[WORK ITEM]:
Work through the data below and copy out every line where "trigger" is found.

[Stored items]
==========

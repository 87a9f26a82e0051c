mod common;

use common::{function, program_of};
use gocallgraph::core::{
    graph_channel, CancellationToken, EdgeFilter, GraphEmitter, GraphMaterializer,
    PersistenceWriters, ProgressReporter, ProgressTracker, RawCallGraph,
};
use gocallgraph::ir::{FunctionKind, Program, Synthetic};
use gocallgraph::storage::{CallGraphStore, MemoryStore};
use gocallgraph::AnalysisError;
use std::sync::Arc;
use std::thread;
use std::time::Duration;

const MAIN: usize = 0;
const A: usize = 1;
const B: usize = 2;
const PRINTLN: usize = 3;
const INIT: usize = 4;
const BOUND: usize = 5;

fn small_program() -> Program {
    program_of(vec![
        function(MAIN, "example.com/m.main", Some("example.com/m"), FunctionKind::Function),
        function(A, "example.com/m.a", Some("example.com/m"), FunctionKind::Function),
        function(B, "example.com/m.b", Some("example.com/m"), FunctionKind::Function),
        function(PRINTLN, "fmt.Println", Some("fmt"), FunctionKind::External),
        function(
            INIT,
            "example.com/m.init",
            Some("example.com/m"),
            FunctionKind::Synthetic(Synthetic::PackageInitializer),
        ),
        function(
            BOUND,
            "(example.com/m.T).M$bound",
            None,
            FunctionKind::Synthetic(Synthetic::BoundMethod),
        ),
    ])
}

fn small_graph() -> RawCallGraph {
    let mut graph = RawCallGraph::new();
    graph.add_edge(MAIN, A, 3);
    graph.add_edge(MAIN, A, 4);
    graph.add_edge(MAIN, BOUND, 5);
    graph.add_edge(A, B, 8);
    graph.add_edge(B, PRINTLN, 12);
    graph.add_edge(BOUND, B, 0);
    graph.add_node(INIT);
    graph
}

fn fan_out(count: usize) -> (Program, RawCallGraph) {
    let mut functions = vec![function(
        0,
        "example.com/m.main",
        Some("example.com/m"),
        FunctionKind::Function,
    )];
    let mut graph = RawCallGraph::new();
    for i in 1..=count {
        functions.push(function(
            i,
            &format!("example.com/m.f{i}"),
            Some("example.com/m"),
            FunctionKind::Function,
        ));
        graph.add_edge(0, i, i);
    }
    (program_of(functions), graph)
}

fn filter() -> EdgeFilter {
    EdgeFilter::new("example.com/m", Vec::new())
}

#[test]
fn edges_are_filtered_and_kept_with_multiplicity() {
    let program = small_program();
    let filter = filter();
    let graph = GraphMaterializer::new(&program, &filter, "static")
        .run(&small_graph(), GraphEmitter::discard())
        .unwrap();

    let edges: Vec<String> = graph.edges().iter().map(|e| e.to_string()).collect();
    assert_eq!(
        edges,
        vec![
            "example.com/m.a -> example.com/m.b",
            "example.com/m.main -> example.com/m.a",
            "example.com/m.main -> example.com/m.a",
        ]
    );

    let keys: Vec<&str> = graph.nodes().iter().map(|n| n.key.as_str()).collect();
    assert_eq!(keys, vec!["example.com/m.a", "example.com/m.b", "example.com/m.main"]);

    let main = graph.node("example.com/m.main").unwrap();
    assert_eq!(main.children, vec!["example.com/m.a", "example.com/m.a"]);
    let a = graph.node("example.com/m.a").unwrap();
    assert_eq!(a.parents, vec!["example.com/m.main", "example.com/m.main"]);
    assert_eq!(a.children, vec!["example.com/m.b"]);
    assert_eq!(a.package, "example.com/m");
    assert!(graph.node("fmt.Println").is_none());
}

#[test]
fn nodes_are_streamed_once_before_their_edges() {
    let program = small_program();
    let filter = filter();
    let (emitter, streams) = graph_channel(None);
    GraphMaterializer::new(&program, &filter, "static")
        .run(&small_graph(), emitter)
        .unwrap();

    let nodes: Vec<_> = streams.nodes.iter().collect();
    let edges: Vec<_> = streams.edges.iter().collect();
    assert_eq!(nodes.len(), 3);
    assert_eq!(edges.len(), 3);
    // Streamed nodes carry no adjacency; stores rebuild it from edges.
    assert!(nodes.iter().all(|n| n.parents.is_empty() && n.children.is_empty()));
}

#[test]
fn progress_counts_distinct_callers() {
    let program = small_program();
    let filter = filter();
    let tracker = Arc::new(ProgressTracker::new());
    GraphMaterializer::new(&program, &filter, "static")
        .with_progress(Arc::clone(&tracker))
        .run(&small_graph(), GraphEmitter::discard())
        .unwrap();

    assert_eq!(tracker.total(), 6);
    // b, a, main and the bound wrapper have outgoing edges.
    assert_eq!(tracker.visited(), 4);
    let progress = tracker.progress();
    assert!((0.0..=1.0).contains(&progress));
    assert!((progress - 4.0 / 6.0).abs() < 1e-9);
}

#[test]
fn reporter_sees_start_and_completion() {
    let (tx, rx) = crossbeam_channel::unbounded();
    let (program, graph) = fan_out(25);
    let filter = filter();
    GraphMaterializer::new(&program, &filter, "cha")
        .with_reporter(ProgressReporter::new(tx))
        .run(&graph, GraphEmitter::discard())
        .unwrap();

    let messages: Vec<String> = rx
        .try_iter()
        .map(|m| String::from_utf8(m).unwrap())
        .collect();
    assert_eq!(
        messages.first().map(String::as_str),
        Some("Starting to build call graph, using algorithm: cha")
    );
    assert_eq!(
        messages.last().map(String::as_str),
        Some("Call graph build completed, processed 26 nodes, 25 edges")
    );
    assert!(messages.iter().any(|m| m.starts_with("Processed 10 nodes")));
    assert!(messages.iter().any(|m| m.ends_with(", 20 edges")));
}

#[test]
fn buffered_results_are_drained_by_late_writers() {
    let (program, graph) = fan_out(150);
    let filter = filter();
    let (emitter, streams) = graph_channel(None);
    let materialized = GraphMaterializer::new(&program, &filter, "static")
        .run(&graph, emitter)
        .unwrap();

    let store = Arc::new(MemoryStore::new());
    let writers = PersistenceWriters::spawn(
        Arc::clone(&store) as Arc<dyn CallGraphStore>,
        streams,
        ProgressReporter::disabled(),
        CancellationToken::new(),
    )
    .unwrap();
    let stats = writers.join().unwrap();

    assert_eq!(materialized.edge_count(), 150);
    assert_eq!(stats.edges_saved, 150);
    assert_eq!(stats.nodes_saved, 151);
    assert!(!stats.cancelled);
    assert_eq!(store.edge_count(), 150);
    assert_eq!(store.node_count(), 151);
}

#[test]
fn zero_capacity_buffers_everything_for_late_writers() {
    let (program, graph) = fan_out(40);
    let filter = filter();
    let (emitter, streams) = graph_channel(Some(0));
    GraphMaterializer::new(&program, &filter, "static")
        .run(&graph, emitter)
        .unwrap();

    let store = Arc::new(MemoryStore::new());
    let stats = PersistenceWriters::spawn(
        Arc::clone(&store) as Arc<dyn CallGraphStore>,
        streams,
        ProgressReporter::disabled(),
        CancellationToken::new(),
    )
    .unwrap()
    .join()
    .unwrap();

    assert_eq!(stats.edges_saved, 40);
    assert_eq!(stats.nodes_saved, 41);
    assert_eq!(store.edge_count(), 40);
}

#[test]
fn bounded_channels_apply_backpressure_without_deadlock() {
    let (program, graph) = fan_out(150);
    let filter = filter();
    let (emitter, streams) = graph_channel(Some(1));

    let store = Arc::new(MemoryStore::new());
    let writers = PersistenceWriters::spawn(
        Arc::clone(&store) as Arc<dyn CallGraphStore>,
        streams,
        ProgressReporter::disabled(),
        CancellationToken::new(),
    )
    .unwrap();
    GraphMaterializer::new(&program, &filter, "static")
        .run(&graph, emitter)
        .unwrap();
    let stats = writers.join().unwrap();

    assert_eq!(stats.edges_saved, 150);
    assert_eq!(stats.nodes_saved, 151);
    let main = store.get_func_node_by_key("example.com/m.main").unwrap().unwrap();
    assert_eq!(main.children.len(), 150);
}

#[test]
fn cancellation_unblocks_a_full_channel() {
    let (program, graph) = fan_out(50);
    let filter = filter();
    // Nobody reads these channels, so the second send blocks.
    let (emitter, streams) = graph_channel(Some(1));
    let cancel = CancellationToken::new();

    let trigger = cancel.clone();
    let canceller = thread::spawn(move || {
        thread::sleep(Duration::from_millis(50));
        trigger.cancel();
    });

    let err = GraphMaterializer::new(&program, &filter, "static")
        .with_cancellation(cancel.clone())
        .run(&graph, emitter)
        .unwrap_err();
    canceller.join().unwrap();

    assert!(matches!(err, AnalysisError::Cancelled));
    assert!(cancel.is_cancelled());
    // Both channels are closed once the buffered items are read.
    assert!(streams.nodes.iter().count() <= 1);
    assert!(streams.edges.iter().count() <= 1);
}

#[test]
fn cancelled_before_start_sends_nothing() {
    let program = small_program();
    let filter = filter();
    let cancel = CancellationToken::new();
    cancel.cancel();

    let (emitter, streams) = graph_channel(Some(4));
    let err = GraphMaterializer::new(&program, &filter, "static")
        .with_cancellation(cancel)
        .run(&small_graph(), emitter)
        .unwrap_err();

    assert!(matches!(err, AnalysisError::Cancelled));
    assert_eq!(streams.nodes.iter().count(), 0);
    assert_eq!(streams.edges.iter().count(), 0);
}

==========

[RESPONSE AREA]:
    let trigger = cancel.clone();
        trigger.cancel();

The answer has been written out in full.